3. The joint posterior density is calculated as the product of the likelihood and the prior, $\pi(\mathbf{\theta}^{t*} \lvert D_{aug}^{*}) = L(\mathbf{\theta}^{t*} \lvert D_{aug}^{t*}) \times p(\mathbf{\theta}^{t*})$, and $\mathbf{\theta}^{t*}$ is accepted as $\mathbf{\theta}^{t}$ with probability $\min(1, \frac{\pi(\mathbf{\theta}^{t*} \lvert D_{aug}^{t*})}{\pi(\mathbf{\theta}^{t-1} \lvert D_{aug}^{t-1})})$.
4. If $\mathbf{\theta}^{t*}$ is rejected, $\mathbf{\theta}^{t} = \mathbf{\theta}^{t-1}$, and $D_{aug}^{t}$ is generated from $\text{P}(D_{aug}^{t} \lvert \mathbf{\theta}^{t}, D_{obs})$.

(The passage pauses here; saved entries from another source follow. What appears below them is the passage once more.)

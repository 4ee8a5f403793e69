//! Compose system prompts from titled sections.

use std::fmt;

/// A component of a prompt.
pub trait PromptComponent {
    /// The text this component contributes to the prompt.
    fn render(&self) -> String;
}

/// A prompt made of components separated by blank lines.
pub struct Prompt {
    components: Vec<Box<dyn PromptComponent>>,
}

impl Prompt {
    pub fn builder() -> PromptBuilder {
        PromptBuilder::new()
    }
}

impl fmt::Display for Prompt {
    fn fmt(&self, f: &mut fmt::Formatter<'_>) -> fmt::Result {
        let rendered = self
            .components
            .iter()
            .map(|c| c.render())
            .collect::<Vec<String>>()
            .join("\n\n");
        f.write_str(&rendered)
    }
}

/// A builder for creating prompts.
#[derive(Default)]
pub struct PromptBuilder {
    components: Vec<Box<dyn PromptComponent>>,
}

impl PromptBuilder {
    pub fn new() -> Self {
        Self::default()
    }

    pub fn add(mut self, component: impl PromptComponent + 'static) -> Self {
        self.components.push(Box::new(component));
        self
    }

    pub fn build(self) -> Prompt {
        Prompt {
            components: self.components,
        }
    }
}

fn section(title: &str, text: &str) -> String {
    format!("### {} ###\n{}", title, text.trim())
}

macro_rules! section_component {
    ($(#[$doc:meta])* $name:ident, $title:literal) => {
        $(#[$doc])*
        pub struct $name {
            text: String,
        }

        impl $name {
            pub fn new(text: &str) -> Self {
                Self {
                    text: text.to_string(),
                }
            }
        }

        impl PromptComponent for $name {
            fn render(&self) -> String {
                section($title, &self.text)
            }
        }
    };
}

section_component!(
    /// Who the model is.
    Persona,
    "Persona"
);
section_component!(
    /// Background the model should know.
    Context,
    "Context"
);
section_component!(
    /// What the model must do.
    Instruction,
    "Instruction"
);
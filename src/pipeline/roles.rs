use prompt_crafter::{Context, Instruction, Persona, Prompt};

/// The three model roles of the triage pipeline.
#[derive(Debug, Clone, Copy, PartialEq, Eq)]
pub enum AgentRole {
    /// Reads the email and summarizes it.
    Reader,
    /// Decides whether a reply is needed and of which kind.
    Decider,
    /// Writes the reply.
    Drafter,
}

impl AgentRole {
    pub const ALL: [AgentRole; 3] = [AgentRole::Reader, AgentRole::Decider, AgentRole::Drafter];

    pub fn name(&self) -> &'static str {
        match self {
            AgentRole::Reader => "Email Reader",
            AgentRole::Decider => "Response Decider",
            AgentRole::Drafter => "Email Drafter",
        }
    }

    pub fn goal(&self) -> &'static str {
        match self {
            AgentRole::Reader => {
                "Read recent emails and summarize key points clearly and concisely."
            }
            AgentRole::Decider => {
                "Determine whether this email requires a reply. If it does, classify the response \
                 type such as 'follow-up', 'thank you', or 'information request'. If it does NOT \
                 require a reply (e.g., promotions, confirmations, newsletters, receipts), simply \
                 return 'no reply needed'."
            }
            AgentRole::Drafter => {
                "Write a polite, context-aware draft reply ONLY if a reply is needed."
            }
        }
    }

    pub fn backstory(&self) -> &'static str {
        match self {
            AgentRole::Reader => {
                "An AI assistant that reviews emails and extracts important insights from them."
            }
            AgentRole::Decider => {
                "A logical decision-maker that categorizes emails and determines whether a \
                 response is necessary."
            }
            AgentRole::Drafter => {
                "An AI writer that crafts natural, professional responses to real emails."
            }
        }
    }

    /// The system prompt for an agent playing this role.
    pub fn preamble(&self) -> String {
        Prompt::builder()
            .add(Persona::new(&format!("You are the {}.", self.name())))
            .add(Context::new(self.backstory()))
            .add(Instruction::new(self.goal()))
            .build()
            .to_string()
    }
}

In other words, model parameters are first proposed using a Metropolis-Hastings scheme. Data augmentation follows, using a Gibbs sampling scheme. The parameter proposals are then evaluated with a Metropolis-Hastings acceptance scheme. And finally, in the case of rejection, an additional Gibbs sampling step is utilized for re-augmenting the data.

The transition kernel’s covariance matrix may also be tuned using the adaptive scaling method of Roberts and Rosenthal (2001).

## References

Deardon, R., Brooks, S. P., Grenfell, B. T., Keeling, M. J., Tildesley, M. J., Savill, N. J., … & Woolhouse, M. E. (2010). Inference for individual-level models of infectious diseases in large populations. Statistica Sinica20(1), 239.

Roberts, G. O., & Rosenthal, J. S. (2001). Optimal scaling for various Metropolis-Hastings algorithms. Statistical science16(4), 351-367.